(Beginning of RECORDS FOR PROCESSING)

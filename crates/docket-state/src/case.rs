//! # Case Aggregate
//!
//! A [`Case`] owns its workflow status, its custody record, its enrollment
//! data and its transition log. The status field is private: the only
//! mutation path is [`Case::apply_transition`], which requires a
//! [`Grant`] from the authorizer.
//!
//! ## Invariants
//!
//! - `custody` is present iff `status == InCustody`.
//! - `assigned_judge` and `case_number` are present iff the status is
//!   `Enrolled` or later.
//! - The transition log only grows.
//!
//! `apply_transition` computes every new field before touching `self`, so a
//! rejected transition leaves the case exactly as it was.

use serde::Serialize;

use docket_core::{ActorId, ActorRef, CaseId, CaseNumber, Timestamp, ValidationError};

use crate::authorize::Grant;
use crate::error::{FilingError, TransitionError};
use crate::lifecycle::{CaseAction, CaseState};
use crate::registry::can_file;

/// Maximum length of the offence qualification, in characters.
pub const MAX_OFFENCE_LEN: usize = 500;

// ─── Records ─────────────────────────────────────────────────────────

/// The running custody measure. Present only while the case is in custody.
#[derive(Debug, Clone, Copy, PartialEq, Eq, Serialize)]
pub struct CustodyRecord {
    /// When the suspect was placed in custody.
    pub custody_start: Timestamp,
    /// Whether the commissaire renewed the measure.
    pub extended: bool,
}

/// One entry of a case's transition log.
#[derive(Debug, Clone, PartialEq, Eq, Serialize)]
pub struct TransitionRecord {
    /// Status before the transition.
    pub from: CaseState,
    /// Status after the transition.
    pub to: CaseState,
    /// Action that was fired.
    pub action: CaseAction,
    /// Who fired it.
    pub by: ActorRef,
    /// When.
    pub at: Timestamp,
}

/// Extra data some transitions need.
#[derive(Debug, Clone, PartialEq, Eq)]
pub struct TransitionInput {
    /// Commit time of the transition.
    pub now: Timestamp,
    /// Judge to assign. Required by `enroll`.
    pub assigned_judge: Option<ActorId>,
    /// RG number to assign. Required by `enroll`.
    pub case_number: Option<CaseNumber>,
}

(End of RECORDS FOR PROCESSING)
(Beginning of RECORDS FOR PROCESSING)

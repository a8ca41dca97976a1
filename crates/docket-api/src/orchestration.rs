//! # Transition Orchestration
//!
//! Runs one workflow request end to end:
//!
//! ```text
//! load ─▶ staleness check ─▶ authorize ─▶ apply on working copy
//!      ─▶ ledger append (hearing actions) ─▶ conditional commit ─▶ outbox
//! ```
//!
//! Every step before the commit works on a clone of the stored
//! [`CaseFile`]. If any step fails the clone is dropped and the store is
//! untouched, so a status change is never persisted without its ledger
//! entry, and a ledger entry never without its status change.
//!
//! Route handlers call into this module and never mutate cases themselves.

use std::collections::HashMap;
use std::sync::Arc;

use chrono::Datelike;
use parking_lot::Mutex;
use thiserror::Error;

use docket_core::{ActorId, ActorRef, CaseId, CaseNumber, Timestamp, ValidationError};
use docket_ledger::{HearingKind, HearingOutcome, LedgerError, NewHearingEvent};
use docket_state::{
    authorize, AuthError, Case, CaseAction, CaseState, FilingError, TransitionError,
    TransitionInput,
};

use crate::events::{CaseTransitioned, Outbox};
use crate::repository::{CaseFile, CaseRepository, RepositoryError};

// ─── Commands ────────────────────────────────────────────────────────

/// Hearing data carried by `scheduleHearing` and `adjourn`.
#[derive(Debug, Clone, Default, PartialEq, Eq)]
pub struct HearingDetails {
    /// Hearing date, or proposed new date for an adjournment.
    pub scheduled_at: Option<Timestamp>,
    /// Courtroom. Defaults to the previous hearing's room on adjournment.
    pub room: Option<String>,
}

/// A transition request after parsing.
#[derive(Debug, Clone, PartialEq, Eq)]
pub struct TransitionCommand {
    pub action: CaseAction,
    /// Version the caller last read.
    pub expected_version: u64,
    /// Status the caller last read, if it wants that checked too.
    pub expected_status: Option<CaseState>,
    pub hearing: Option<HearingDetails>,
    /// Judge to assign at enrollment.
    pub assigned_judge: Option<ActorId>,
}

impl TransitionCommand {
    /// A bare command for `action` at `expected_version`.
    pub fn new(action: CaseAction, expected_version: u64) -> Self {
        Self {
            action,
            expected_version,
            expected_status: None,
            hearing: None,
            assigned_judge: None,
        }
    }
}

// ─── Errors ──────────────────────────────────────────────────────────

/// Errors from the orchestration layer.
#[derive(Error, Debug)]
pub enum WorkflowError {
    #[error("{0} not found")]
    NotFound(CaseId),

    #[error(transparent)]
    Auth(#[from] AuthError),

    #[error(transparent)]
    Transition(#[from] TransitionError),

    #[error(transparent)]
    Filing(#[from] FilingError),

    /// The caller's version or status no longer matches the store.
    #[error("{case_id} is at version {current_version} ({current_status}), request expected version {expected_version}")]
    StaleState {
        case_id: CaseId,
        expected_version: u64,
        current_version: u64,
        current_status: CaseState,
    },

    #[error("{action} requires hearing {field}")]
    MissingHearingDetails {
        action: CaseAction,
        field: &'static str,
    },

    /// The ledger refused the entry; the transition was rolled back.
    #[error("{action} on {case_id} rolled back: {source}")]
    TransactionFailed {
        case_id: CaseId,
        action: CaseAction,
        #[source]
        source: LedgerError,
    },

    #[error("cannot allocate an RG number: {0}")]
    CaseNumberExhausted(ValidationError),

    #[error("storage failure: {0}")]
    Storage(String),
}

(End of RECORDS FOR PROCESSING)

* ACTIVITY *
Could you set down, word for word, only the lines above from the line with "which requires a" to the line with "exactly as it was.", including both?

* TASK OUTPUT *
//! mutation path is [`Case::apply_transition`], which requires a
//! [`Grant`] from the authorizer.
//!
//! ## Invariants
//!
//! - `custody` is present iff `status == InCustody`.
//! - `assigned_judge` and `case_number` are present iff the status is
//!   `Enrolled` or later.
//! - The transition log only grows.
//!
//! `apply_transition` computes every new field before touching `self`, so a
//! rejected transition leaves the case exactly as it was.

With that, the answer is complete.